International Ocean Institute – South Africa (IOI-SA) – Cours sur la gouvernance des océans pour l’Afrique
Du 2 au 27 septembre 2019, IOI-SA, l’un des centres d’expertise Mami Wata, a organisé son cours annuel sur la gouvernance des océans.
L’International Ocean Institute (IOI) est une organisation non gouvernementale à but non lucratif, indépendante et de renommée mondiale, qui organise des formations et renforce les capacités en matière de gouvernance des océans à l’échelle mondiale. L’International Ocean Institute – African Region (IOI-SA), basé au Cap, en Afrique du Sud, développe des produits de recherche liés aux politiques et à la stratégie, afin de relever les principaux défis de la gouvernance durable des océans à l’appui des communautés, des gouvernements et des organisations internationales. Dans le cadre du projet Mami Wata, IOI-SA est le centre d’expertise (CE) pour la planification spatiale marine (MSP). Il apporte des conseils directs aux trois projets pilotes nationaux au Bénin, en Côte d’Ivoire et au Ghana, ainsi que dans la région étendue de la Convention d’Abidjan.
Septembre est une période cruciale de l’année pour IOI-SA. Le mois est consacré à un cours intensif sur la gouvernance des océans axé sur le continent africain. « Le cours a été organisé pour la première fois en 2013, puis tous les ans de 2015 à 2019. Nous pensons que cette formation est importante non seulement pour la manière dont elle élargit la compréhension de la gouvernance des océans, mais aussi parce qu’elle réunit des personnes de différents horizons professionnels pour partager leurs expériences et pour créer un réseau sans cesse croissant d’ambassadeurs des océans en Afrique », a expliqué Mme. Shannon Hampton, coordinatrice de projet chez IOI-SA.

Cette année, le cours comprenait une série de conférences d’experts (de la société civile, d’institutions gouvernementales et du secteur privé), des sorties sur le terrain – y compris un nettoyage de plage à l’occasion de la Journée mondiale du nettoyage de notre planète, le 21 septembre – et des exercices en groupe, qui ont menés à de riches discussion. Les domaines thématiques abordés comprenaient les cadres et outils de gouvernance, les menaces et les opportunités pour les côtes et les océans, l’écologie et la conservation marine, ainsi que les activités économiques sectorielles et l’économie de l’environnement. Le cours a réuni vingt et un participants venus de dix pays et d’un large éventail de milieux académiques et professionnels. Durant le cours, les participants ont présenté leur propre travaux afin d’aider tout le monde à se familiariser avec les domaines de compétences de chacun.
Mme Dieynaba Seck du Centre de suivi écologique (CSE – Sénégal) et Mme Marie Agathe Banzio du Centre ivoirien antipollution (CIAPOL – Côte d’Ivoire) ont participé au cours pour renforcer leurs capacités en Gestion intégrée des océans (GIO), et partagé leurs expériences avec des collègues internationaux. Le CSE est un autre CE Mami Wata, chargé de développer les capacités en zones marines d’importance écologique ou biologique (ZIEB) pour les trois projets pilotes nationaux, tandis que le CIAPOL dirige l‘équipe nationale de mise en œuvre du projet de Gestion intégrée des zones marines et côtières d’Abidjan à Assinie (GIAMAA).
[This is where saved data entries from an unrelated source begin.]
//! Guest exit classification.
//!
//! | Exit          | Action                                   |
//! |---------------|------------------------------------------|
//! | Port I/O      | dispatch through the port cache          |
//! | MMIO          | dispatch through the memory cache        |
//! | Debug         | forward to the tracer, if any            |
//! | Halt/Shutdown | stop this VCPU                           |
//! | Interrupted   | resume; the executor re-checks its state |
//! | No reason     | fatal                                    |

use std::sync::Arc;

use log::{debug, info};
use thiserror::Error;

use crate::io::{IoError, IoEvent, IoSpace};
use crate::model::Model;
use crate::platform::{GuestExit, IoData};
use crate::verified::io::{value_from_le, value_to_le};

#[derive(Debug, Error)]
pub enum ExitError {
    #[error("{space:?} access at {addr:#x} failed: {source}")]
    Io {
        space: IoSpace,
        addr: u64,
        #[source]
        source: IoError,
    },

    #[error("{space:?} access at {addr:#x} has unsupported width {len}")]
    Width { space: IoSpace, addr: u64, len: usize },

    #[error("Guest exited without a reason")]
    NoReason,

    #[error("Unhandled guest exit: {0}")]
    Unhandled(String),
}

/// What the executor does after an exit.
#[derive(Debug, Clone, Copy, PartialEq, Eq)]
pub enum ExitAction {
    Resume,
    Stop,
}

/// Receives debug exits, typically one per single-stepped instruction.
pub trait InstructionTracer: Send + Sync {
    fn trace(&self, vcpu: u32, pc: u64);
}

/// Logs every traced instruction address.
pub struct LogTracer;

impl InstructionTracer for LogTracer {
    fn trace(&self, vcpu: u32, pc: u64) {
        info!("vcpu{vcpu}: step {pc:#x}");
    }
}

#[derive(Clone)]
pub struct ExitRouter {
    model: Arc<Model>,
    tracer: Option<Arc<dyn InstructionTracer>>,
}

impl ExitRouter {
    pub fn new(model: Arc<Model>, tracer: Option<Arc<dyn InstructionTracer>>) -> Self {
        Self { model, tracer }
    }

    pub fn route(&self, vcpu: u32, exit: GuestExit<'_>) -> Result<ExitAction, ExitError> {
        match exit {
            GuestExit::PortIo { port, data } => {
                self.access(IoSpace::Port, u64::from(port), data)?;
                Ok(ExitAction::Resume)
            }
            GuestExit::Mmio { addr, data } => {
                self.access(IoSpace::Memory, addr, data)?;
                Ok(ExitAction::Resume)
            }
            GuestExit::Debug { pc } => {
                if let Some(tracer) = &self.tracer {
                    tracer.trace(vcpu, pc);
                }
                Ok(ExitAction::Resume)
            }
            GuestExit::Halt => {
                info!("vcpu{vcpu}: halted");
                Ok(ExitAction::Stop)
            }
            GuestExit::Shutdown => {
                info!("vcpu{vcpu}: shutdown");
                Ok(ExitAction::Stop)
            }
            GuestExit::Interrupted => Ok(ExitAction::Resume),
            GuestExit::NoReason => Err(ExitError::NoReason),
            GuestExit::Unhandled(reason) => Err(ExitError::Unhandled(reason)),
        }
    }

    fn access(&self, space: IoSpace, addr: u64, data: IoData<'_>) -> Result<(), ExitError> {
        let len = data.len();
        if !matches!(len, 1 | 2 | 4 | 8) {
            return Err(ExitError::Width { space, addr, len });
        }
        let size = len as u8;
        let dispatch = |event: &mut IoEvent| {
            let result = match space {
                IoSpace::Port => self.model.handle_pio(addr, event),
                IoSpace::Memory => self.model.handle_mmio(addr, event),
            };
            result.map_err(|source| ExitError::Io {
                space,
                addr,
                source,
            })
        };

        match data {
            IoData::Out(bytes) => {
                let mut event = IoEvent::write(size, value_from_le(bytes));
                dispatch(&mut event)
            }
            IoData::In(bytes) => {
                let mut event = IoEvent::read(size);
                dispatch(&mut event)?;
                debug!("{space:?} read {addr:#x} -> {:#x}", event.data);
                value_to_le(event.data, bytes);
                Ok(())
            }
        }
    }
}
//! Pure address-range arithmetic for guest physical memory.
//!
//! Regions are half-open intervals `[start, start + size)`.  Ends saturate
//! at `u64::MAX` so that a catch-all region `{0, u64::MAX}` is representable
//! without overflow.
//!
//! # Mapping to `memory.rs`
//!
//! | Verified function      | Used by                                      |
//! |------------------------|----------------------------------------------|
//! | [`region_end`]         | `MemoryRegion::end()`                        |
//! | [`overlaps`]           | `AddressSpace::add()`, `AddressSpace::map()` |
//! | [`contains`]           | `AddressSpace::map()`                        |
//! | [`contains_addr`]      | `IoDispatchCache::lookup()`                  |
//! | [`ProbeCandidates`]    | `AddressSpace::allocate()`                   |
//! | [`gaps`]               | `UserMemory::attach()`                       |

// ═══════════════════════════════════════════════════════════════════════
//  Constants
// ═══════════════════════════════════════════════════════════════════════

/// Guest page size.  Reservations and allocations are aligned to it.
pub const PAGE_SIZE: u64 = 0x1000;

/// First guest physical address above the 32-bit space.
pub const FOUR_GIB: u64 = 0x1_0000_0000;

const _: () = assert!(PAGE_SIZE.is_power_of_two());
const _: () = assert!(FOUR_GIB % PAGE_SIZE == 0);

// ═══════════════════════════════════════════════════════════════════════
//  Alignment
// ═══════════════════════════════════════════════════════════════════════

/// Returns `true` if `value` is a multiple of [`PAGE_SIZE`].
pub const fn is_page_aligned(value: u64) -> bool {
    value & (PAGE_SIZE - 1) == 0
}

/// Rounds `addr` down to the start of its page.
pub const fn page_align_down(addr: u64) -> u64 {
    addr & !(PAGE_SIZE - 1)
}

/// Rounds `addr` up to the next page boundary, or `None` on overflow.
pub const fn page_align_up(addr: u64) -> Option<u64> {
    match addr.checked_add(PAGE_SIZE - 1) {
        Some(v) => Some(page_align_down(v)),
        None => None,
    }
}

// ═══════════════════════════════════════════════════════════════════════
//  Interval predicates
// ═══════════════════════════════════════════════════════════════════════

/// Exclusive end of `[start, start + size)`, saturating at `u64::MAX`.
pub const fn region_end(start: u64, size: u64) -> u64 {
    start.saturating_add(size)
}

/// Returns `true` if the two half-open intervals share at least one address.
///
/// Symmetric in its arguments.  Empty intervals overlap nothing.
pub const fn overlaps(a_start: u64, a_size: u64, b_start: u64, b_size: u64) -> bool {
    if a_size == 0 || b_size == 0 {
        return false;
    }
    a_start < region_end(b_start, b_size) && b_start < region_end(a_start, a_size)
}

/// Returns `true` if `[start, start + size)` lies entirely inside the outer
/// interval.
pub const fn contains(outer_start: u64, outer_size: u64, start: u64, size: u64) -> bool {
    start >= outer_start && region_end(start, size) <= region_end(outer_start, outer_size)
}

/// Returns `true` if `addr` lies inside `[start, start + size)`.
pub const fn contains_addr(start: u64, size: u64, addr: u64) -> bool {
    addr >= start && addr < region_end(start, size)
}

// ═══════════════════════════════════════════════════════════════════════
//  Allocation probing
// ═══════════════════════════════════════════════════════════════════════

/// Page-aligned candidate addresses for an allocation of `size` bytes
/// inside `[start, end)`.
///
/// Every yielded `addr` satisfies `addr >= start`, `addr + size <= end` and
/// `is_page_aligned(addr)`.  With `from_top` the candidates are yielded in
/// strictly descending order starting from the highest one, otherwise in
/// strictly ascending order from the lowest.
#[derive(Debug, Clone)]
pub struct ProbeCandidates {
    next: Option<u64>,
    start: u64,
    end: u64,
    size: u64,
    from_top: bool,
}

impl ProbeCandidates {
    pub fn new(start: u64, end: u64, size: u64, from_top: bool) -> Self {
        let first = if size == 0 || end < start || end - start < size {
            None
        } else if from_top {
            Some(page_align_down(end - size)).filter(|&a| a >= start)
        } else {
            page_align_up(start).filter(|&a| a.checked_add(size).is_some_and(|e| e <= end))
        };
        Self {
            next: first,
            start,
            end,
            size,
            from_top,
        }
    }
}

impl Iterator for ProbeCandidates {
    type Item = u64;

    fn next(&mut self) -> Option<u64> {
        let current = self.next?;
        self.next = if self.from_top {
            current
                .checked_sub(PAGE_SIZE)
                .filter(|&a| a >= self.start)
        } else {
            current
                .checked_add(PAGE_SIZE)
                .filter(|&a| a.checked_add(self.size).is_some_and(|e| e <= self.end))
        };
        debug_assert!(is_page_aligned(current));
        Some(current)
    }
}

// ═══════════════════════════════════════════════════════════════════════
//  Gap search
// ═══════════════════════════════════════════════════════════════════════

/// Free page-aligned gaps inside `[start, end)` given a list of occupied
/// `(start, size)` intervals sorted by start.
///
/// Returned gaps are `(start, size)` pairs in ascending order.  Partial
/// pages adjoining an occupied interval are excluded.
pub fn gaps(occupied: &[(u64, u64)], start: u64, end: u64) -> Vec<(u64, u64)> {
    debug_assert!(occupied.windows(2).all(|w| w[0].0 <= w[1].0));

    let mut result = Vec::new();
    let mut cursor = start;
    for &(o_start, o_size) in occupied {
        if cursor >= end {
            break;
        }
        if o_start > cursor {
            push_gap(&mut result, cursor, o_start.min(end));
        }
        cursor = cursor.max(region_end(o_start, o_size));
    }
    if cursor < end {
        push_gap(&mut result, cursor, end);
    }
    result
}

fn push_gap(out: &mut Vec<(u64, u64)>, from: u64, to: u64) {
    let Some(aligned) = page_align_up(from) else {
        return;
    };
    let top = page_align_down(to);
    if top > aligned {
        out.push((aligned, top - aligned));
    }
}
Au sujet du cours, Mme Seck, qui a partagé les expériences sénégalaises sur le potentiel des données géospatiales à l’appui de la planification spatiale marine (MSP), a déclaré: « Ce cours était extrêmement utile car il m’a permis d’en apprendre davantage sur les divers aspects de la gouvernance des océans. J’ai particulièrement beaucoup appris sur les outils de gestion. Je suis impatiente de pouvoir mettre en pratique au Sénégal les nouvelles connaissances acquises au cours de ces quatre semaines de formation, mais aussi de les mettre à la disposition des projets pilotes Mami Wata, à travers le soutien apporté par le CSE à l’identification de ZIEBs ».

“Le cours a désormais été organisé 6 fois. Plus de 100 anciens élèves ont pu acquérir une compréhension plus holistique de la gouvernance des océans et ont été exposés à des idées et à des concepts qui ne relèvent pas de leur expérience professionnelle directe, mais qui demeurent très pertinents pour la gestion des océans dans son ensemble », a conclu Mme Hampton.